Yes I am aware of that, but consider this counter-point which ties
specifically into the requirement to per-user cryptography anti-forgery:
If you increase the calculation cost to say 15 seconds (0.25 min.) on
average client, then it does not inconvenience the average sender much,
*and* you tie the Sender, Recipient, and body to the signature, then the
spammer has to calculate this for every combination. Given 22 billion spams
per day for whole internet now (estimated from BrightMail.com's 16% share),
and assume they have 1 million zombies, that is 2200 * 0.25 = 550 minutes =
9.2 hours of computing time per day per zombie.
Thus "hashcash" can be very effective at eliminating the zombies,
because if a zombie loses 9 hours a day or processing power, I am confident
the owner of the zombie will take action.
I wouldn't be too sure about that (remember lots of the zombies will be
in time zones where it is during the night when the spammer is using
them), but as I said before it'll be a big problem for legitimate bulk
mailers that don't have an army of zombies at their disposal, such as
the mailing list manager that runs this list for example.

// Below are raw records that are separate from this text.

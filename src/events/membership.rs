//! Membership-change detection.
//!
//! Telegram signals membership churn through several message-level fields,
//! not only `new_chat_members` / `left_chat_member`. Group creation and
//! chat migration notices are housekeeping noise of the same kind.

use serde_json::Value;

use super::update::IncomingMessage;

/// Which membership marker a service message carries.
#[derive(Debug, Clone, Copy, PartialEq, Eq)]
pub enum MembershipChange {
    MembersJoined(usize),
    MemberLeft,
    GroupCreated,
    SupergroupCreated,
    MigratedTo,
    MigratedFrom,
}

/// Return the first membership marker set on the message, if any.
pub fn detect(msg: &IncomingMessage) -> Option<MembershipChange> {
    if let Some(Value::Array(members)) = &msg.new_chat_members {
        if !members.is_empty() {
            return Some(MembershipChange::MembersJoined(members.len()));
        }
    }

    if is_present(&msg.left_chat_member) {
        return Some(MembershipChange::MemberLeft);
    }

    if is_truthy(&msg.group_chat_created) {
        return Some(MembershipChange::GroupCreated);
    }

    if is_truthy(&msg.supergroup_chat_created) {
        return Some(MembershipChange::SupergroupCreated);
    }

    if is_present(&msg.migrate_to_chat_id) {
        return Some(MembershipChange::MigratedTo);
    }

    if is_present(&msg.migrate_from_chat_id) {
        return Some(MembershipChange::MigratedFrom);
    }

    None
}

#[inline]
fn is_present(field: &Option<Value>) -> bool {
    !matches!(field, None | Some(Value::Null))
}

fn is_truthy(field: &Option<Value>) -> bool {
    match field {
        None | Some(Value::Null) => false,
        Some(Value::Bool(b)) => *b,
        Some(Value::Number(n)) => n.as_f64().is_some_and(|n| n != 0.0),
        Some(Value::String(s)) => !s.is_empty(),
        Some(Value::Array(_) | Value::Object(_)) => true,
    }
}

#[cfg(test)]
mod tests {
    use serde_json::json;

    use super::*;

    fn message(value: Value) -> IncomingMessage {
        serde_json::from_value(value).unwrap()
    }

    #[test]
    fn test_plain_message_has_no_marker() {
        let msg = message(json!({"chat": {"id": 1}, "message_id": 2, "text": "hi"}));
        assert_eq!(detect(&msg), None);
    }

    #[test]
    fn test_joined_counts_members() {
        let msg = message(json!({"new_chat_members": [{"id": 1}, {"id": 2}]}));
        assert_eq!(detect(&msg), Some(MembershipChange::MembersJoined(2)));
    }

    #[test]
    fn test_empty_or_malformed_join_list_is_not_a_marker() {
        assert_eq!(detect(&message(json!({"new_chat_members": []}))), None);
        assert_eq!(detect(&message(json!({"new_chat_members": null}))), None);
        assert_eq!(detect(&message(json!({"new_chat_members": "x"}))), None);
    }

    #[test]
    fn test_left_member_any_non_null() {
        let msg = message(json!({"left_chat_member": {"id": 7}}));
        assert_eq!(detect(&msg), Some(MembershipChange::MemberLeft));

        let msg = message(json!({"left_chat_member": 7}));
        assert_eq!(detect(&msg), Some(MembershipChange::MemberLeft));

        assert_eq!(detect(&message(json!({"left_chat_member": null}))), None);
    }

    #[test]
    fn test_creation_flags_must_be_truthy() {
        let msg = message(json!({"group_chat_created": true}));
        assert_eq!(detect(&msg), Some(MembershipChange::GroupCreated));

        let msg = message(json!({"supergroup_chat_created": true}));
        assert_eq!(detect(&msg), Some(MembershipChange::SupergroupCreated));

        assert_eq!(detect(&message(json!({"group_chat_created": false}))), None);
        assert_eq!(detect(&message(json!({"supergroup_chat_created": 0}))), None);
    }

    #[test]
    fn test_migration_fields() {
        let msg = message(json!({"migrate_to_chat_id": -1001}));
        assert_eq!(detect(&msg), Some(MembershipChange::MigratedTo));

        let msg = message(json!({"migrate_from_chat_id": -5}));
        assert_eq!(detect(&msg), Some(MembershipChange::MigratedFrom));
    }
}
//! /start command plugin.
//!
//! Lets operators check that the bot is alive in a chat.

use teloxide::utils::command::BotCommands;

use super::Command;

/// Reply sent for `/start`.
pub const START_REPLY: &str = "Bot is running";

/// Check whether `text` is exactly the `/start` command.
///
/// An `@username` suffix is accepted only when it names this bot. Arguments,
/// surrounding whitespace and other casing are not.
pub fn is_start_command(text: &str, bot_username: Option<&str>) -> bool {
    if text.trim() != text {
        return false;
    }

    matches!(
        Command::parse(text, bot_username.unwrap_or_default()),
        Ok(Command::Start)
    )
}

#[cfg(test)]
mod tests {
    use super::*;

    #[test]
    fn test_exact_start() {
        assert!(is_start_command("/start", None));
        assert!(is_start_command("/start", Some("doorman_bot")));
    }

    #[test]
    fn test_start_with_own_username() {
        assert!(is_start_command("/start@doorman_bot", Some("doorman_bot")));
    }

    #[test]
    fn test_start_addressed_elsewhere() {
        assert!(!is_start_command("/start@other_bot", Some("doorman_bot")));
        assert!(!is_start_command("/start@doorman_bot", None));
    }

    #[test]
    fn test_not_start() {
        assert!(!is_start_command("/start now", None));
        assert!(!is_start_command(" /start", None));
        assert!(!is_start_command("/start ", None));
        assert!(!is_start_command("/START", None));
        assert!(!is_start_command("/help", None));
        assert!(!is_start_command("start", None));
        assert!(!is_start_command("", None));
    }
}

Hmm. There are several underlying issues. Almost all "hashcash" authors are
very excited about the cost of having a "sender pays" system where the
sender is forced to generate computational checksums of their messages in
order for their email to be painlessly accepted. Unfortunately, they're
almost all intertwined with a challenge-response system so that the hashcash
token from authenticated senders or sites is accepted. They believe that
people will be happy to respond to these challenges so that their next email
gets through, and/or that the recipient will be willing to manage the
extensive whitelisting of email addresses as legitimate contact addresses
for the sender expire or the sender uses multiple email addresses.